La préparation varie en fonction des animations. Pour les goûters-lecture, je sélectionne des ouvrages qui m’ont plu et m’entraîne à les lire à voix haute une fois, généralement la veille si j’ai le temps. C’est un exercice que je fais régulièrement, donc j’ai pris l’habitude et je peux improviser si besoin.
Pour les ateliers créatifs, étant plutôt manuelle, je maîtrise pas mal de techniques. Je combine généralement mes connaissances et les suggestions des éditeurs. Quant aux rencontres avec les auteurs, je m’assure de lire leurs livres au préalable. Si un échange de questions est prévu, je prépare mes questions au fur et à mesure de ma lecture pour ne rien oublier avant de faire le point.

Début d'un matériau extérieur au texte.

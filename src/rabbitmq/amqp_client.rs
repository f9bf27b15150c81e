// src/rabbitmq/amqp_client.rs

use std::sync::Arc;

use async_trait::async_trait;
use futures_lite::StreamExt;
use lapin::{
    message::Delivery,
    options::*,
    publisher_confirm::{Confirmation, PublisherConfirm},
    types::{AMQPValue, FieldTable, LongString, ShortString},
    BasicProperties, Channel, Connection, ConnectionProperties, ExchangeKind,
};
use tokio::sync::mpsc;
use tracing::{debug, trace, warn};

use super::errors::{RabbitMQError, Result};
use super::transport::{
    AmqpChannel, AmqpConnector, BrokerSession, ChannelEvent, DeclaredQueue, DeliverySink,
    ExchangeAlgorithm, ExchangeOptions, PublishProperties, QueueOptions, RawDelivery,
    ReturnedMessage,
};

/// Opens real broker connections through lapin.
#[derive(Debug, Default, Clone)]
pub struct LapinConnector;

impl LapinConnector {
    pub fn new() -> Self {
        Self
    }
}

fn exchange_kind(algorithm: ExchangeAlgorithm) -> ExchangeKind {
    match algorithm {
        ExchangeAlgorithm::Direct => ExchangeKind::Direct,
        ExchangeAlgorithm::Fanout => ExchangeKind::Fanout,
        ExchangeAlgorithm::Topic => ExchangeKind::Topic,
        ExchangeAlgorithm::Headers => ExchangeKind::Headers,
    }
}

fn exchange_declare_options(options: &ExchangeOptions) -> ExchangeDeclareOptions {
    ExchangeDeclareOptions {
        durable: options.durable,
        auto_delete: options.auto_delete,
        internal: options.internal,
        ..ExchangeDeclareOptions::default()
    }
}

fn queue_arguments(options: &QueueOptions) -> FieldTable {
    let mut arguments = FieldTable::default();
    if let Some(dlx) = &options.dead_letter_exchange {
        arguments.insert(
            ShortString::from("x-dead-letter-exchange"),
            AMQPValue::LongString(LongString::from(dlx.as_str())),
        );
    }
    if let Some(key) = &options.dead_letter_routing_key {
        arguments.insert(
            ShortString::from("x-dead-letter-routing-key"),
            AMQPValue::LongString(LongString::from(key.as_str())),
        );
    }
    arguments
}

fn basic_properties(properties: &PublishProperties) -> BasicProperties {
    let mut props = BasicProperties::default()
        .with_content_type(ShortString::from("application/json"))
        .with_priority(properties.priority);
    if let Some(correlation_id) = &properties.correlation_id {
        props = props.with_correlation_id(ShortString::from(correlation_id.as_str()));
    }
    if let Some(reply_to) = &properties.reply_to {
        props = props.with_reply_to(ShortString::from(reply_to.as_str()));
    }
    if let Some(expiration) = properties.expiration_ms {
        props = props.with_expiration(ShortString::from(expiration.to_string()));
    }
    props
}

fn raw_delivery(delivery: Delivery, consumer_tag: &str) -> RawDelivery {
    RawDelivery {
        delivery_tag: delivery.delivery_tag,
        consumer_tag: consumer_tag.to_string(),
        exchange: delivery.exchange.as_str().to_string(),
        routing_key: delivery.routing_key.as_str().to_string(),
        correlation_id: delivery
            .properties
            .correlation_id()
            .as_ref()
            .map(|id| id.as_str().to_string()),
        reply_to: delivery.properties.reply_to().as_ref().map(|r| r.as_str().to_string()),
        priority: *delivery.properties.priority(),
        body: delivery.data,
    }
}

/// Turns a broker confirmation into a returned-message event or an error.
fn settle_confirmation(
    confirmation: Confirmation,
    events: &mpsc::UnboundedSender<ChannelEvent>,
) -> Result<()> {
    let nacked = confirmation.is_nack();
    if let Some(returned) = confirmation.take_message() {
        let delivery = returned.delivery;
        let message = ReturnedMessage {
            exchange: delivery.exchange.as_str().to_string(),
            routing_key: delivery.routing_key.as_str().to_string(),
            reply_code: returned.reply_code,
            reply_text: returned.reply_text.as_str().to_string(),
            correlation_id: delivery
                .properties
                .correlation_id()
                .as_ref()
                .map(|id| id.as_str().to_string()),
            reply_to: delivery.properties.reply_to().as_ref().map(|r| r.as_str().to_string()),
            body: delivery.data,
        };
        let _ = events.send(ChannelEvent::Returned(message));
    }
    if nacked {
        return Err(RabbitMQError::PublishError(
            "broker negatively acknowledged the message".to_string(),
        ));
    }
    Ok(())
}

#[async_trait]
impl AmqpConnector for LapinConnector {
    async fn connect(&self, uri: &str, prefetch: u16) -> Result<BrokerSession> {
        let connection = Connection::connect(uri, ConnectionProperties::default())
            .await
            .map_err(|e| RabbitMQError::ConnectionError(format!("Failed to connect: {}", e)))?;

        let channel = connection
            .create_channel()
            .await
            .map_err(|e| RabbitMQError::ChannelError(format!("Failed to create channel: {}", e)))?;
        channel
            .confirm_select(ConfirmSelectOptions::default())
            .await
            .map_err(|e| RabbitMQError::ChannelError(format!("Failed to enable confirms: {}", e)))?;
        channel
            .basic_qos(prefetch, BasicQosOptions::default())
            .await
            .map_err(|e| RabbitMQError::ChannelError(format!("Failed to set QoS: {}", e)))?;

        let (events_tx, events_rx) = mpsc::unbounded_channel();

        let tx = events_tx.clone();
        connection.on_error(move |err| {
            let _ = tx.send(ChannelEvent::Closed {
                reason: format!("connection error: {}", err),
            });
        });
        let tx = events_tx.clone();
        channel.on_error(move |err| {
            let _ = tx.send(ChannelEvent::Closed {
                reason: format!("channel error: {}", err),
            });
        });

        debug!(channel_id = channel.id(), "Created confirm channel");
        Ok(BrokerSession {
            channel: Arc::new(LapinChannel {
                connection,
                channel,
                events: events_tx,
            }),
            events: events_rx,
        })
    }

    async fn verify_exchange(
        &self,
        uri: &str,
        exchange: &str,
        algorithm: ExchangeAlgorithm,
        options: &ExchangeOptions,
    ) -> Result<bool> {
        let connection = Connection::connect(uri, ConnectionProperties::default())
            .await
            .map_err(|e| RabbitMQError::ConnectionError(format!("Failed to connect: {}", e)))?;
        let verdict = match connection.create_channel().await {
            Ok(channel) => match channel
                .exchange_declare(
                    exchange,
                    exchange_kind(algorithm),
                    exchange_declare_options(options),
                    FieldTable::default(),
                )
                .await
            {
                Ok(()) => Ok(true),
                Err(e) => {
                    warn!(exchange, error = %e, "Exchange has wrong config");
                    Ok(false)
                }
            },
            Err(e) => Err(RabbitMQError::ChannelError(e.to_string())),
        };
        if let Err(e) = connection.close(200, "exchange check done").await {
            trace!(error = %e, "Side connection already closed");
        }
        verdict
    }
}

/// One lapin connection and its confirm channel.
pub struct LapinChannel {
    connection: Connection,
    channel: Channel,
    events: mpsc::UnboundedSender<ChannelEvent>,
}

#[async_trait]
impl AmqpChannel for LapinChannel {
    async fn queue_declare(&self, queue: &str, options: &QueueOptions) -> Result<DeclaredQueue> {
        let declared = self
            .channel
            .queue_declare(
                queue,
                QueueDeclareOptions {
                    durable: options.durable,
                    exclusive: options.exclusive,
                    auto_delete: options.auto_delete,
                    ..QueueDeclareOptions::default()
                },
                queue_arguments(options),
            )
            .await?;
        Ok(DeclaredQueue {
            name: declared.name().as_str().to_string(),
            message_count: declared.message_count(),
            consumer_count: declared.consumer_count(),
        })
    }

    async fn exchange_declare(
        &self,
        exchange: &str,
        algorithm: ExchangeAlgorithm,
        options: &ExchangeOptions,
    ) -> Result<()> {
        self.channel
            .exchange_declare(
                exchange,
                exchange_kind(algorithm),
                exchange_declare_options(options),
                FieldTable::default(),
            )
            .await?;
        Ok(())
    }

    async fn queue_bind(&self, queue: &str, exchange: &str, routing_key: &str) -> Result<()> {
        self.channel
            .queue_bind(
                queue,
                exchange,
                routing_key,
                QueueBindOptions::default(),
                FieldTable::default(),
            )
            .await?;
        Ok(())
    }

    async fn queue_unbind(&self, queue: &str, exchange: &str, routing_key: &str) -> Result<()> {
        self.channel
            .queue_unbind(queue, exchange, routing_key, FieldTable::default())
            .await?;
        Ok(())
    }

    async fn basic_consume(&self, queue: &str, consumer_tag: &str, sink: DeliverySink) -> Result<()> {
        let mut consumer = self
            .channel
            .basic_consume(
                queue,
                consumer_tag,
                BasicConsumeOptions {
                    no_ack: false,
                    ..BasicConsumeOptions::default()
                },
                FieldTable::default(),
            )
            .await
            .map_err(|e| RabbitMQError::ConsumeError(e.to_string()))?;

        let tag = consumer_tag.to_string();
        tokio::spawn(async move {
            while let Some(delivery) = consumer.next().await {
                match delivery {
                    Ok(delivery) => {
                        if sink.send(raw_delivery(delivery, &tag)).is_err() {
                            break;
                        }
                    }
                    Err(e) => {
                        warn!(consumer_tag = %tag, error = %e, "Consumer stream failed");
                        break;
                    }
                }
            }
            trace!(consumer_tag = %tag, "Consumer stream ended");
        });
        Ok(())
    }

    async fn basic_cancel(&self, consumer_tag: &str) -> Result<()> {
        self.channel
            .basic_cancel(consumer_tag, BasicCancelOptions::default())
            .await?;
        Ok(())
    }

    async fn basic_publish(
        &self,
        exchange: &str,
        routing_key: &str,
        body: &[u8],
        properties: &PublishProperties,
        wait_for_confirm: bool,
    ) -> Result<()> {
        let confirm: PublisherConfirm = self
            .channel
            .basic_publish(
                exchange,
                routing_key,
                BasicPublishOptions {
                    mandatory: properties.mandatory,
                    ..BasicPublishOptions::default()
                },
                body,
                basic_properties(properties),
            )
            .await
            .map_err(|e| RabbitMQError::PublishError(e.to_string()))?;

        if wait_for_confirm {
            let confirmation = confirm.await?;
            return settle_confirmation(confirmation, &self.events);
        }

        // Returned messages only surface through the confirmation.
        let events = self.events.clone();
        tokio::spawn(async move {
            match confirm.await {
                Ok(confirmation) => {
                    if let Err(e) = settle_confirmation(confirmation, &events) {
                        warn!(error = %e, "Exchange publish was not confirmed");
                    }
                }
                Err(e) => trace!(error = %e, "Confirmation lost"),
            }
        });
        Ok(())
    }

    async fn basic_ack(&self, delivery_tag: u64) -> Result<()> {
        self.channel
            .basic_ack(delivery_tag, BasicAckOptions::default())
            .await
            .map_err(|e| RabbitMQError::AckError(e.to_string()))
    }

    async fn basic_nack(&self, delivery_tag: u64, requeue: bool) -> Result<()> {
        self.channel
            .basic_nack(
                delivery_tag,
                BasicNackOptions {
                    requeue,
                    ..BasicNackOptions::default()
                },
            )
            .await
            .map_err(|e| RabbitMQError::AckError(e.to_string()))
    }

    async fn close(&self) -> Result<()> {
        if let Err(e) = self.channel.close(200, "Closing channel").await {
            trace!(error = %e, "Channel close failed");
        }
        self.connection.close(200, "Closing connection").await?;
        Ok(())
    }
}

Pour ce qui est des animations « hors les murs », j’ai participé à la Fête du Livre du Var en novembre, mais je ne considère pas cela comme une animation, plutôt comme un salon.

Travaillez-vous en partenariat avec le(s) école(s), le(s) collèges, lycée(s) de votre ville ?
Oui, je travaille avec plusieurs collectivités, le lycée Bonaparte, ainsi que les médiathèques de Sanary et de Bandol. Il est important de collaborer avec toute la chaîne du livre, car cela permet de toucher un plus grand nombre de lecteurs.
Pour certains partenariats, la librairie doit répondre à des marchés publics. Concrètement, la mairie publie une offre pour une bibliothèque donnée, et toutes les librairies peuvent y répondre afin d’obtenir ce marché. Nous devons alors proposer les meilleurs arguments pour remporter le marché. C’est encore un peu difficile pour moi de m’imposer face à un géant comme Charlemagne (librairie de taille importante sur la ville), mais je compte persévérer !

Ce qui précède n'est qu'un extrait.